Absalom’s decision came from tradition; it was a conventionally Eastern idea. The grossest insult that one could offered to a king, and that a king a father, would be to lie with his wives and concubines, and this choice would strengthen the breach between David and Absalom.
 It was irreparable; it was vain to hope for any reconciliation. We talk of David and Absalom, Joab and Ahithophel; yet, few wonder, however, what happened to the ten concubines that were left behind. In scripture, they appear to be merely glossed over. Certainly, the Bible scholar is little concerned with their fate. Humiliation. Shame. Degradation.
 
 When the famous king is forced to leave Jerusalem with his wives, concubines, and children, it  is a day of great sadness. Indeed, it is a day of great shame. Critics speak of David’s humiliation but what of that of the women? To be taken, one after another and used, and then tossed away. Was it not bad enough to be left behind in Jerusalem, not taken with the rest of the king’s entourage? But now to add insult to injury, they are to be raped by the king’s son in view of all of  Jerusalem. Public Humiliation. Lest we imagine ourselves any better, when a rape victim is tried in the papers or it is suggested that she invited the abuse, we assume the same posture as those who stood that day and watched Absalom go in and lay with his father’s concubines.

 Ahithophel, one of David’s trusted counselors, advises Absalom to put up a tent of the place roof and publically humiliate his father be having intercourse with his concubines. Why is it that a woman seems to be voiceless at these times? Where were the voices that said, “do not do this thing? If not for the rape of your own sister, Tamar, do not do this thing. Do not use women like your brother Amnon used your sister Tamar and then discarded her. She had no place to go from her shame, these women will neither.”

No, but Absalom is furious; he has held his anger and grievance over David’s lack of action over his sister’s rape for almost ten years. For two years, he waited and plotted the murder of his brother Amnon. After the assassination, which he did during a pretext of throwing a party to which he invited his brothers, he fled to his mother’s country where he remained for three years. When he returned to Jerusalem, he was not greeted by his father for another two years.  Finally, he spent four years plotting his rebellion. Eleven years has passed for him to build up his rage; it must be spent.

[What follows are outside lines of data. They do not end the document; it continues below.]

#[test]
fn test_enhanced_update() {
    let data = pattern(3000);
    let (_dir, path) = firmware_file(&enhanced_image(&data));

    let (engine, events, result) = run_session(SimModule::enhanced(), settings(&path));
    let outcome = result.unwrap();
    let sim = engine.transport();

    assert_eq!(outcome.baud_rate, 921600);
    assert_eq!(sim.opened_at, vec![115200, 921600]);
    assert_eq!(sim.sent(b'?').len(), 1);
    assert_eq!(sim.sent(b'o').len(), 15);
    assert_eq!(
        sim.settings
            .iter()
            .map(|(&k, &v)| (k, v))
            .collect::<Vec<_>>(),
        vec![(0x0000, 1), (0x0002, 2), (0x0003, 4), (0x0004, 4), (0x0005, 3)]
    );
    let set_options: Vec<u8> = sim
        .sent(b's')
        .iter()
        .map(|f| f[1])
        .collect();
    assert_eq!(set_options, vec![0, 2, 3, 4, 5]);

    let caps = engine.capabilities();
    assert_eq!(caps.erase_sizes, vec![0x1000, 0x10000]);
    assert_eq!(caps.baud_rates, vec![115200, 460800, 921600]);
    assert_eq!(caps.write_size, 1024);

    assert_eq!(sim.erased, vec![(0, Some(1)), (0x10000, Some(0))]);
    let writes = sim.sent(b'w');
    assert_eq!(writes.len(), 3);
    assert!(
        writes
            .iter()
            .all(|f| f.len() == 7)
    );
    assert_eq!(sim.verifies, vec![(0x100, 3000)]);
    assert_eq!(sim.read_memory(0x100, 3000), data);

    assert_eq!(sim.reboots, 1);
    assert!(sim.breaks.is_empty());
    assert!(
        events
            .iter()
            .any(|e| *e == SessionEvent::Action("Baud rate changed to 921600".to_string()))
    );
}

#[test]
fn test_max_baud_picks_fastest_below_limit() {
    let (_dir, path) = firmware_file(&enhanced_image(&pattern(64)));
    let mut settings = settings(&path);
    settings.max_baud = Some(500000);

    let (engine, _, result) = run_session(SimModule::enhanced(), settings);
    assert_eq!(result.unwrap().baud_rate, 460800);
    assert_eq!(engine.transport().settings.get(&0x0005), Some(&2));
}

#[test]
fn test_max_baud_below_every_rate_fails() {
    let (_dir, path) = firmware_file(&enhanced_image(&pattern(64)));
    let mut settings = settings(&path);
    settings.max_baud = Some(5000);

    let (engine, events, result) = run_session(SimModule::enhanced(), settings);
    assert!(matches!(result, Err(Error::MaxBaudUnsuitable { max: 5000 })));
    assert_eq!(finished(&events), Some(false));
    assert!(
        engine
            .transport()
            .sent(b's')
            .is_empty()
    );
}

#[test]
fn test_exact_baud() {
    let (_dir, path) = firmware_file(&enhanced_image(&pattern(64)));
    let mut exact = settings(&path);
    exact.exact_baud = Some(115200);
    exact.max_baud = Some(9600);
    let (_, _, result) = run_session(SimModule::enhanced(), exact);
    assert_eq!(result.unwrap().baud_rate, 115200);

    let mut missing = settings(&path);
    missing.exact_baud = Some(57600);
    let (_, _, result) = run_session(SimModule::enhanced(), missing);
    assert!(matches!(result, Err(Error::ExactBaudNotFound { baud: 57600 })));
}

#[test]
fn test_version_request_retried_once() {
    let (_dir, path) = firmware_file(&legacy_image(&pattern(16)));
    let mut timing = fast_timing();
    timing.command_timeout = Duration::from_millis(30);

    let mut sim = SimModule::legacy();
    sim.ignore_versions = 1;
    let engine = Engine::new(sim).with_timing(timing);
    let (engine, _, result) = run_engine(engine, settings(&path));
    assert!(result.is_ok());
    assert_eq!(engine.transport().sent(b'V').len(), 2);

    let mut sim = SimModule::legacy();
    sim.ignore_versions = 2;
    let engine = Engine::new(sim).with_timing(timing);
    let (engine, events, result) = run_engine(engine, settings(&path));
    assert!(matches!(result, Err(Error::CommandTimeout)));
    assert_eq!(engine.transport().sent(b'V').len(), 2);
    assert_eq!(finished(&events), Some(false));
}

#[test]
fn test_unlock_without_key_on_module_continues() {
    let (_dir, path) = firmware_file(&enhanced_image(&pattern(64)));
    let mut settings = settings(&path);
    settings.unlock_key = vec![0xA5; 64];

    let mut sim = SimModule::enhanced();
    sim.unlock_error = Some(BootloaderError::WormNotSet.code());
    let (engine, _, result) = run_session(sim, settings);
    assert!(result.is_ok());
    assert_eq!(engine.transport().unlock_key, Some(vec![0xA5; 64]));
}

At least someone grieved over Tamar; who grieved over these women? Did they cry together as they tried to wipe the shame away as they did the tears? They were now one flesh with father and son. They shared pain now on a deeper level, adding to their sense of rejection and humiliation.

One incident of rape had such great ramifications that it is hard to believe that we believe that there will be not cataclysmic effects for us in this generation. Like David, we are truly asleep at the wheel.

P.S.

Those ten concubines had no more choice in having sex with Absalom then Bathsheba with David. That would be akin to saying a serf or slave girl had a choice in having sex with her master. In fact, most feudal landlords and slave masters considered it their right to deflower a peasant or slave girl.